=== Begin Enclosure ===

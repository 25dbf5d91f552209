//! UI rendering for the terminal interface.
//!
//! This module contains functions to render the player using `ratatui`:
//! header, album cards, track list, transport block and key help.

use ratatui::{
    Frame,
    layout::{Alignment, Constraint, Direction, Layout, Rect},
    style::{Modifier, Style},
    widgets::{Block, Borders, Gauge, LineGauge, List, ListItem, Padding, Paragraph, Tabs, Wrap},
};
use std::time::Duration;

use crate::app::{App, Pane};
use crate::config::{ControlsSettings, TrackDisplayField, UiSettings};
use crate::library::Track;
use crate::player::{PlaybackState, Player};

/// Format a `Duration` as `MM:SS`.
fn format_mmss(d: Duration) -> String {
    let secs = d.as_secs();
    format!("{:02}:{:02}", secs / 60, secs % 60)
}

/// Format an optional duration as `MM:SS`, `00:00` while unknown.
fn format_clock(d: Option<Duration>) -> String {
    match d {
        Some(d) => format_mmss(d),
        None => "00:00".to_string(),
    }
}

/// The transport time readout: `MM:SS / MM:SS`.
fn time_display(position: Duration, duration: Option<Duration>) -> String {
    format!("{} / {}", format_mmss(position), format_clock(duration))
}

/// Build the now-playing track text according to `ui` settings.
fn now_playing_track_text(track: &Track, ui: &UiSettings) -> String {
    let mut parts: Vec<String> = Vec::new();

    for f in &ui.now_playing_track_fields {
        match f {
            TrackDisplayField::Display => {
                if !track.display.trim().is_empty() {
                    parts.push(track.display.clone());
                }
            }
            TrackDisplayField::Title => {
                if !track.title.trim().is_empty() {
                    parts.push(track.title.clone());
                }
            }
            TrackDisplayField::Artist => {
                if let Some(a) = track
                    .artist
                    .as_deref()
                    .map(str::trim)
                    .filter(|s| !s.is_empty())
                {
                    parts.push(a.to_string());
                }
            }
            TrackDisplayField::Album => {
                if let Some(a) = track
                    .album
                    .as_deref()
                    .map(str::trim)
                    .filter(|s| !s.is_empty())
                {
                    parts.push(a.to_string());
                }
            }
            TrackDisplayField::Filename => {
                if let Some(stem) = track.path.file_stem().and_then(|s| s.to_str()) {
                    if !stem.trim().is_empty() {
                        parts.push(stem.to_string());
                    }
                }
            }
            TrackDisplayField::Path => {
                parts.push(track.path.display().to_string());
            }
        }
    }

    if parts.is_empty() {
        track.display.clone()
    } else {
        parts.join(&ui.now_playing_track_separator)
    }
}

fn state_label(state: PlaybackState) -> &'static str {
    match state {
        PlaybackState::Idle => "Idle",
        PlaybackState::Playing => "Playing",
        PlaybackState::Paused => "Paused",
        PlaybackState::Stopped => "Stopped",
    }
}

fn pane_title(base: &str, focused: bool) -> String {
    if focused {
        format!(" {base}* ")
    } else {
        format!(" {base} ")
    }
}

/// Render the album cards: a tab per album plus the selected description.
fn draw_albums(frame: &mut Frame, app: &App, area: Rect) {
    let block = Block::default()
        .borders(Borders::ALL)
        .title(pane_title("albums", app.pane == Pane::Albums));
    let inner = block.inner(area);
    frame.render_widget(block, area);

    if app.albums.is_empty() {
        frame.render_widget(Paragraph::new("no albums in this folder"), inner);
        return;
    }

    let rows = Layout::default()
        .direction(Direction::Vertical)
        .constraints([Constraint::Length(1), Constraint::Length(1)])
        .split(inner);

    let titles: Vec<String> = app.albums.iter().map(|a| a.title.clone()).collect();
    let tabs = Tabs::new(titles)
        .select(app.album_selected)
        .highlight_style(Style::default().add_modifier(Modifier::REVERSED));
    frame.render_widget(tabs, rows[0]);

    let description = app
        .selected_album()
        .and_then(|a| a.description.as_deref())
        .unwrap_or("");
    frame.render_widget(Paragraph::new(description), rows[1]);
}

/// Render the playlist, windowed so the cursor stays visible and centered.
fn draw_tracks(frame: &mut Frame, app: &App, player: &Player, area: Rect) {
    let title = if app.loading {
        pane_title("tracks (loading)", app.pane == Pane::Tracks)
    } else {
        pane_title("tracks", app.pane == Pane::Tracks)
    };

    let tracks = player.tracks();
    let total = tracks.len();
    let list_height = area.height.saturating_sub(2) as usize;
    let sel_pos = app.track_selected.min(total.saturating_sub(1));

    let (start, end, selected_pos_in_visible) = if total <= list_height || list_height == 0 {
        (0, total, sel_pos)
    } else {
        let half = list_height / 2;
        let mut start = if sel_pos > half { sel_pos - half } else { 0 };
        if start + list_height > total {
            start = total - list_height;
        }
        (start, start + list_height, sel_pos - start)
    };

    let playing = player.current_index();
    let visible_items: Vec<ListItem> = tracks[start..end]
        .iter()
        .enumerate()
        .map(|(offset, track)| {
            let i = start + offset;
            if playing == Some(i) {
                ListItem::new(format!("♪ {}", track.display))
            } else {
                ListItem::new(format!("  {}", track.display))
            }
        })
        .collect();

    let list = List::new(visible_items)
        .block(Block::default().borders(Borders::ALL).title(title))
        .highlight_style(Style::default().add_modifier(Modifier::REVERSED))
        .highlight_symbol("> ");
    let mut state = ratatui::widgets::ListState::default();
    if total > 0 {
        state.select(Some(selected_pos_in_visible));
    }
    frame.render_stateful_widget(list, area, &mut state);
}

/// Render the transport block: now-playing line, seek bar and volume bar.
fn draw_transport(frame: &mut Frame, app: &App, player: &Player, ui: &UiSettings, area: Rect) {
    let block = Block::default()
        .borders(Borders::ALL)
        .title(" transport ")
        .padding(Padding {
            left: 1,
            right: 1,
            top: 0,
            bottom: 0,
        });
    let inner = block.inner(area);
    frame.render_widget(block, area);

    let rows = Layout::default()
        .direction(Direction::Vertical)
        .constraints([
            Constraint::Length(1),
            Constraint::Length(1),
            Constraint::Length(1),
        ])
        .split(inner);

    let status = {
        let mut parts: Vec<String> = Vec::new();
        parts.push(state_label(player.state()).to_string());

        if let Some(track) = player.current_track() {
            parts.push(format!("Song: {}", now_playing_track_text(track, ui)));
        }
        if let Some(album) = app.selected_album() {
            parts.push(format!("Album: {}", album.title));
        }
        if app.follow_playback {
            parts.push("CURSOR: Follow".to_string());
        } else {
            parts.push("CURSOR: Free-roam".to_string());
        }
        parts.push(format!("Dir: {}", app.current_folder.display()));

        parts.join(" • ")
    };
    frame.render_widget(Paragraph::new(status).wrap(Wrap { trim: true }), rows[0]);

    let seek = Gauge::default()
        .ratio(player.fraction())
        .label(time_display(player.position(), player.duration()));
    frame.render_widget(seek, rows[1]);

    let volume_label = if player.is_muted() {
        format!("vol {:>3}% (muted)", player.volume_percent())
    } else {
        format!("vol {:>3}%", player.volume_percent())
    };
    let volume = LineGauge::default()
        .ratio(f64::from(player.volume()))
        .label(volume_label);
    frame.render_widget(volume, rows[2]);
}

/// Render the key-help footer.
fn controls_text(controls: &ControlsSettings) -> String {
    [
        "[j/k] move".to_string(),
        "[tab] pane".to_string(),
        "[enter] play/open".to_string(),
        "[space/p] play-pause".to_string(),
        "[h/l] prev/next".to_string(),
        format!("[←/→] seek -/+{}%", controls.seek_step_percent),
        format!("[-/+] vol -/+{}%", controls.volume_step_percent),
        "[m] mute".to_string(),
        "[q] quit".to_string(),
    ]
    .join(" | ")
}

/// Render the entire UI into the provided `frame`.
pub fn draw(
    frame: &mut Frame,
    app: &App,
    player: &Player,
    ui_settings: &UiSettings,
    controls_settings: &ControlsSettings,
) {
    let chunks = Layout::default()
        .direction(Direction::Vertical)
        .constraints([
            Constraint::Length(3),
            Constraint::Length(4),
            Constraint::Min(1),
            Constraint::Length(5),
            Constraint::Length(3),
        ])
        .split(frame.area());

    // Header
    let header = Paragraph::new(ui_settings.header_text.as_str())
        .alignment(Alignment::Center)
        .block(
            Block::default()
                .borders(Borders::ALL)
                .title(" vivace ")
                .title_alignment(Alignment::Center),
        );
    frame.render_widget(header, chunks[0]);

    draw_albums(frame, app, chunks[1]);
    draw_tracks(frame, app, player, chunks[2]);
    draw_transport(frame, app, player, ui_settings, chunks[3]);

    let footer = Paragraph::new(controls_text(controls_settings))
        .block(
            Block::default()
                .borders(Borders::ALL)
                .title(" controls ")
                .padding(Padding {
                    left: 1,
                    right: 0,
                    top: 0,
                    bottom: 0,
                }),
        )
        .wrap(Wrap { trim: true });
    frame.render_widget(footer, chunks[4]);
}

=== End Enclosure ===
=== Begin Enclosure ===

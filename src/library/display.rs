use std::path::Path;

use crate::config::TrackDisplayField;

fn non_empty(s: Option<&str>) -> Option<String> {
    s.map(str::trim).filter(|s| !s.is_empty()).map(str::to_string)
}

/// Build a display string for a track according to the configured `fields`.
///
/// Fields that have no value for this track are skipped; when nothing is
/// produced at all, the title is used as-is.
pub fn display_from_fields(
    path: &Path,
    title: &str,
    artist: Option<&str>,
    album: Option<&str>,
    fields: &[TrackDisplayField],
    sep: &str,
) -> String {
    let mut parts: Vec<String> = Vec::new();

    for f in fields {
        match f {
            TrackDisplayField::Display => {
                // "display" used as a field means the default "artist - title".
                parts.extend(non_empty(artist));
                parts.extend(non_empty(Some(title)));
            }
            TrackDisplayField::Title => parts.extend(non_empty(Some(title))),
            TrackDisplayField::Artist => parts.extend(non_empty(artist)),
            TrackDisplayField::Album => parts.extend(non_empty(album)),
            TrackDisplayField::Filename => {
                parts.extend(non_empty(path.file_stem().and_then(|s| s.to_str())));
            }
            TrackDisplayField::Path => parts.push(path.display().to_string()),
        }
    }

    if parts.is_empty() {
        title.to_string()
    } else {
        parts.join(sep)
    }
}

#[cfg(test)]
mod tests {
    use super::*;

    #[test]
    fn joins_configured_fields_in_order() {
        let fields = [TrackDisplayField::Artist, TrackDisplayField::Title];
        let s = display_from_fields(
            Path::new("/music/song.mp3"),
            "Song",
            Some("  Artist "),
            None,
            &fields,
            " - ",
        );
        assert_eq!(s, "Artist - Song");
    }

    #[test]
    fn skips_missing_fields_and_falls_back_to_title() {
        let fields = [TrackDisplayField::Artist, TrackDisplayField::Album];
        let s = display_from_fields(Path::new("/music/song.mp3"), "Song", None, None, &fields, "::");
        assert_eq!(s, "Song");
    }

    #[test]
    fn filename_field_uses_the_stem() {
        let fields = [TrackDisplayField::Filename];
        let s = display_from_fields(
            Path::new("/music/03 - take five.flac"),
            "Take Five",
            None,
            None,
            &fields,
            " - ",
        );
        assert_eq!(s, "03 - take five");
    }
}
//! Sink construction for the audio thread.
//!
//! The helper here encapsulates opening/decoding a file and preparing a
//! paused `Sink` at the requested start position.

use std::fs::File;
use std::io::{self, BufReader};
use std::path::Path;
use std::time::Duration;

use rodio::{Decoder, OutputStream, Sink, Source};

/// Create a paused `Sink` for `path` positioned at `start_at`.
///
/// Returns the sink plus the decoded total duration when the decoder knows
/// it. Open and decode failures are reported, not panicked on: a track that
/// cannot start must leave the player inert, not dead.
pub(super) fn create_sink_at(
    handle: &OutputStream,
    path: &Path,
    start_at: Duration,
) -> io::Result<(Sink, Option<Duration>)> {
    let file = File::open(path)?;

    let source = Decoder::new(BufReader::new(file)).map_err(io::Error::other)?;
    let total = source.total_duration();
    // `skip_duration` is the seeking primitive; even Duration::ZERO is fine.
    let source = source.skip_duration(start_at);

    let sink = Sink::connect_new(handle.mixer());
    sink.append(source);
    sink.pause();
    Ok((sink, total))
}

=== End Enclosure ===

Go through the listing above and locate each line that holds the word "titles". Copy those lines.

    let titles: Vec<String> = app.albums.iter().map(|a| a.title.clone()).collect();
    let tabs = Tabs::new(titles)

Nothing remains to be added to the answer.